■ **WHAT TO WORK ON**:
Match the string "LinkedHashMap" against each line below, and copy every line that matches.

■ **RECORDS SHOWN**:
//! Functions, basic blocks and the mutation interface used by the passes.
use crate::{
    BlockFreq, BlockIdx, InstIdx, Instruction, LoopMetadata, Opcode, Schedule,
    Type, Value,
};
use dass_idx::{maps::IndexedMap, IndexRef};
use dass_utils::{DassResult, Error, GetName, Id, NameGenerator};
use linked_hash_map::LinkedHashMap;
use serde::{Deserialize, Serialize};
use smallvec::SmallVec;
use std::collections::{HashMap, HashSet};

/// Function attribute marking statically scheduled functions. Outlined
/// islands carry `-1`, which asks the scheduler for a fully pipelined
/// circuit. Loops and promoted top functions carry `0`, which lets the
/// scheduler pick the initiation interval.
pub const DASS_SS: &str = "dass_ss";

/// Ordered string attributes of a function.
pub type Attributes = LinkedHashMap<String, String>;

#[derive(Debug, Clone, PartialEq, Serialize, Deserialize)]
pub struct Argument {
    pub name: Id,
    pub ty: Type,
}

#[derive(Debug, Clone, PartialEq, Serialize, Deserialize)]
pub struct BasicBlock {
    pub name: Id,
    /// Instructions in program order. The terminator is last.
    #[serde(default)]
    pub insts: Vec<InstIdx>,
    /// Present on loop headers.
    #[serde(default, skip_serializing_if = "Option::is_none")]
    pub loop_md: Option<LoopMetadata>,
}

impl BasicBlock {
    pub fn new(name: Id) -> Self {
        BasicBlock {
            name,
            insts: Vec::new(),
            loop_md: None,
        }
    }
}

/// A function in SSA form. Blocks and instructions live in arenas; the
/// `layout` and the per-block instruction lists decide what is part of the
/// function. Erased entries stay in the arenas but are unreachable.
#[derive(Debug, Clone, Serialize, Deserialize)]
pub struct Function {
    pub name: Id,
    #[serde(default)]
    pub args: Vec<Argument>,
    #[serde(default = "void")]
    pub ret_ty: Type,
    pub blocks: IndexedMap<BlockIdx, BasicBlock>,
    pub insts: IndexedMap<InstIdx, Instruction>,
    /// Block order; the first block is the entry.
    pub layout: Vec<BlockIdx>,
    #[serde(default)]
    pub attributes: Attributes,
    /// Profiled execution counts of CFG edges.
    #[serde(default, skip_serializing_if = "Vec::is_empty")]
    pub profile: Vec<BlockFreq>,
    /// Static pipeline schedule, present for scheduled static functions.
    #[serde(default, skip_serializing_if = "Option::is_none")]
    pub schedule: Option<Schedule>,
}

fn void() -> Type {
    Type::Void
}

impl GetName for Function {
    fn name(&self) -> Id {
        self.name
    }
}

impl Function {
    pub fn new<S: Into<Id>>(name: S, args: Vec<Argument>) -> Self {
        Function {
            name: name.into(),
            args,
            ret_ty: Type::Void,
            blocks: IndexedMap::new(),
            insts: IndexedMap::new(),
            layout: Vec::new(),
            attributes: Attributes::new(),
            profile: Vec::new(),
            schedule: None,
        }
    }

    /* ============ Queries ============ */

    pub fn entry(&self) -> Option<BlockIdx> {
        self.layout.first().copied()
    }

    pub fn is_empty(&self) -> bool {
        self.layout.is_empty()
    }

    /// Functions marked as statically scheduled.
    pub fn is_static(&self) -> bool {
        self.attributes.contains_key(DASS_SS)
    }

    pub fn mark_static(&mut self, ii: &str) {
        self.attributes.insert(DASS_SS.to_string(), ii.to_string());
    }

    pub fn block(&self, bb: BlockIdx) -> &BasicBlock {
        &self.blocks[bb]
    }

    pub fn inst(&self, idx: InstIdx) -> &Instruction {
        &self.insts[idx]
    }

    pub fn inst_mut(&mut self, idx: InstIdx) -> &mut Instruction {
        &mut self.insts[idx]
    }

    pub fn block_by_name(&self, name: &str) -> Option<BlockIdx> {
        self.layout
            .iter()
            .copied()
            .find(|bb| self.blocks[*bb].name == name)
    }

    pub fn inst_by_name(&self, name: &str) -> Option<InstIdx> {
        self.inst_iter().find(|idx| self.insts[*idx].name == name)
    }

    pub fn arg_by_name(&self, name: &str) -> Option<Value> {
        self.args
            .iter()
            .position(|a| a.name == name)
            .map(|i| Value::Arg(i as u32))
    }

    /// Live instructions in layout order.
    pub fn inst_iter(&self) -> impl Iterator<Item = InstIdx> + '_ {
        self.layout
            .iter()
            .flat_map(move |bb| self.blocks[*bb].insts.iter().copied())
    }

    pub fn terminator(&self, bb: BlockIdx) -> Option<InstIdx> {
        self.blocks[bb]
            .insts
            .last()
            .copied()
            .filter(|i| self.insts[*i].is_terminator())
    }

    pub fn successors(&self, bb: BlockIdx) -> SmallVec<[BlockIdx; 2]> {
        self.terminator(bb)
            .map(|t| self.insts[t].op.successors())
            .unwrap_or_default()
    }

    /// Distinct predecessors of `bb` in layout order.
    pub fn predecessors(&self, bb: BlockIdx) -> Vec<BlockIdx> {
        self.layout
            .iter()
            .copied()
            .filter(|p| self.successors(*p).contains(&bb))
            .collect()
    }

    /// Phi instructions at the top of `bb`.
    pub fn phis(&self, bb: BlockIdx) -> impl Iterator<Item = InstIdx> + '_ {
        self.blocks[bb]
            .insts
            .iter()
            .copied()
            .take_while(move |i| self.insts[*i].is_phi())
    }

    /// Index of `idx` within its block.
    pub fn position(&self, idx: InstIdx) -> Option<usize> {
        let bb = self.insts[idx].block;
        self.blocks[bb].insts.iter().position(|i| *i == idx)
    }

    pub fn is_live(&self, idx: InstIdx) -> bool {
        self.insts.contains(idx) && self.position(idx).is_some()
    }

    pub fn value_type(&self, v: &Value) -> Type {
        match v {
            Value::Arg(n) => self.args[*n as usize].ty,
            Value::Inst(i) => self.insts[*i].ty,
            Value::Const(c) => c.ty(),
            Value::Undef(ty) => *ty,
        }
    }

    /// Printable name of an operand.
    pub fn value_name(&self, v: &Value) -> String {
        match v {
            Value::Arg(n) => format!("%{}", self.args[*n as usize].name),
            Value::Inst(i) => format!("%{}", self.insts[*i].name),
            Value::Const(c) => c.to_string(),
            Value::Undef(_) => "undef".to_string(),
        }
    }

    /// Live instructions that use `v` as an operand.
    pub fn users(&self, v: Value) -> Vec<InstIdx> {
        self.inst_iter()
            .filter(|i| self.insts[*i].operands.contains(&v))
            .collect()
    }

    pub fn has_calls(&self) -> bool {
        self.inst_iter().any(|i| self.insts[i].is_call())
    }

    /// Names already used by blocks, instructions and arguments.
    pub fn defined_names(&self) -> HashSet<Id> {
        self.args
            .iter()
            .map(|a| a.name)
            .chain(self.layout.iter().map(|bb| self.blocks[*bb].name))
            .chain(self.inst_iter().map(|i| self.insts[i].name))
            .filter(|n| !n.as_str().is_empty())
            .collect()
    }

    pub fn namegen(&self) -> NameGenerator {
        NameGenerator::with_prev_defined_names(self.defined_names())
    }

    /* ============ Mutation ============ */

    pub fn add_block<S: Into<Id>>(&mut self, name: S) -> BlockIdx {
        let bb = self.blocks.push(BasicBlock::new(name.into()));
        self.layout.push(bb);
        bb
    }

    /// Append an instruction to the end of `bb`.
    pub fn push_inst(
        &mut self,
        bb: BlockIdx,
        mut inst: Instruction,
    ) -> InstIdx {
        inst.block = bb;
        let idx = self.insts.push(inst);
        self.blocks[bb].insts.push(idx);
        idx
    }

    /// Insert an instruction at position `pos` of `bb`.
    pub fn insert_inst(
        &mut self,
        bb: BlockIdx,
        pos: usize,
        mut inst: Instruction,
    ) -> InstIdx {
        inst.block = bb;
        let idx = self.insts.push(inst);
        self.blocks[bb].insts.insert(pos, idx);
        idx
    }

    /// Unlink an instruction from its block. Its uses are left untouched.
    pub fn erase_inst(&mut self, idx: InstIdx) {
        let bb = self.insts[idx].block;
        self.blocks[bb].insts.retain(|i| *i != idx);
    }

    /// Rewrite every use of `old` into `new`.
    pub fn replace_all_uses(&mut self, old: Value, new: Value) {
        for bb in &self.layout {
            for i in &self.blocks[*bb].insts {
                for op in self.insts[*i].operands.iter_mut() {
                    if *op == old {
                        *op = new;
                    }
                }
            }
        }
    }

    /// Remove blocks from the layout.
    pub fn remove_blocks(&mut self, blocks: &[BlockIdx]) {
        self.layout.retain(|bb| !blocks.contains(bb));
    }

    /* ============ Well-formedness ============ */

    /// Check the structural invariants that the analyses rely on.
    pub fn validate(&self) -> DassResult<()> {
        let err = |msg: String| {
            Err(Error::malformed_ir(format!("function `{}': {msg}", self.name)))
        };
        for bb in &self.layout {
            if !self.blocks.contains(*bb) {
                return err(format!("unknown block {}", bb.index()));
            }
            if let Some(i) =
                self.blocks[*bb].insts.iter().find(|i| !self.insts.contains(**i))
            {
                return err(format!("unknown instruction {}", i.index()));
            }
        }
        let live: HashSet<InstIdx> = self.inst_iter().collect();
        let mut preds: HashMap<BlockIdx, HashSet<BlockIdx>> = HashMap::new();
        for bb in &self.layout {
            for succ in self.successors(*bb) {
                preds.entry(succ).or_default().insert(*bb);
            }
        }
        for bb in &self.layout {
            let block = &self.blocks[*bb];
            let Some(last) = block.insts.last() else {
                return err(format!("block `{}' is empty", block.name));
            };
            if !self.insts[*last].is_terminator() {
                return err(format!(
                    "block `{}' does not end with a terminator",
                    block.name
                ));
            }
            let mut seen_non_phi = false;
            for (pos, i) in block.insts.iter().enumerate() {
                let inst = &self.insts[*i];
                if inst.block != *bb {
                    return err(format!(
                        "`{}' is listed in block `{}' but records another block",
                        inst.name, block.name
                    ));
                }
                if inst.is_terminator() && pos + 1 != block.insts.len() {
                    return err(format!(
                        "terminator in the middle of block `{}'",
                        block.name
                    ));
                }
                if inst.is_phi() {
                    if seen_non_phi {
                        return err(format!(
                            "phi `{}' after a non-phi instruction",
                            inst.name
                        ));
                    }
                } else {
                    seen_non_phi = true;
                }
                if !inst.op.accepts_operands(inst.operands.len()) {
                    return err(format!(
                        "`{}' has {} operands",
                        inst.name,
                        inst.operands.len()
                    ));
                }
                if let Some(bad) = self.bad_operand(inst, &live) {
                    return err(format!(
                        "`{}' uses an undefined operand {bad}",
                        inst.name
                    ));
                }
                if let Some(target) = inst
                    .op
                    .successors()
                    .into_iter()
                    .find(|s| !self.layout.contains(s))
                {
                    return err(format!(
                        "branch in `{}' targets a block outside the function ({})",
                        block.name,
                        target.index()
                    ));
                }
                if let Opcode::Phi { blocks } = &inst.op {
                    if blocks.len() != inst.operands.len() {
                        return err(format!(
                            "phi `{}' has mismatched incoming lists",
                            inst.name
                        ));
                    }
                    if blocks.iter().any(|b| !self.layout.contains(b)) {
                        return err(format!(
                            "phi `{}' has an incoming block outside the function",
                            inst.name
                        ));
                    }
                    let incoming: HashSet<BlockIdx> =
                        blocks.iter().copied().collect();
                    let expected = preds.get(bb).cloned().unwrap_or_default();
                    if incoming != expected {
                        return err(format!(
                            "phi `{}' does not list the predecessors of `{}'",
                            inst.name, block.name
                        ));
                    }
                }
            }
        }
        Ok(())
    }

    fn bad_operand(
        &self,
        inst: &Instruction,
        live: &HashSet<InstIdx>,
    ) -> Option<String> {
        inst.operands.iter().find_map(|op| match op {
            Value::Arg(n) if *n as usize >= self.args.len() => {
                Some(format!("argument #{n}"))
            }
            Value::Inst(i) if !live.contains(i) => {
                Some(format!("instruction #{}", i.index()))
            }
            _ => None,
        })
    }
}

■ **ANSWER FOR THE TASK**:
use linked_hash_map::LinkedHashMap;
pub type Attributes = LinkedHashMap<String, String>;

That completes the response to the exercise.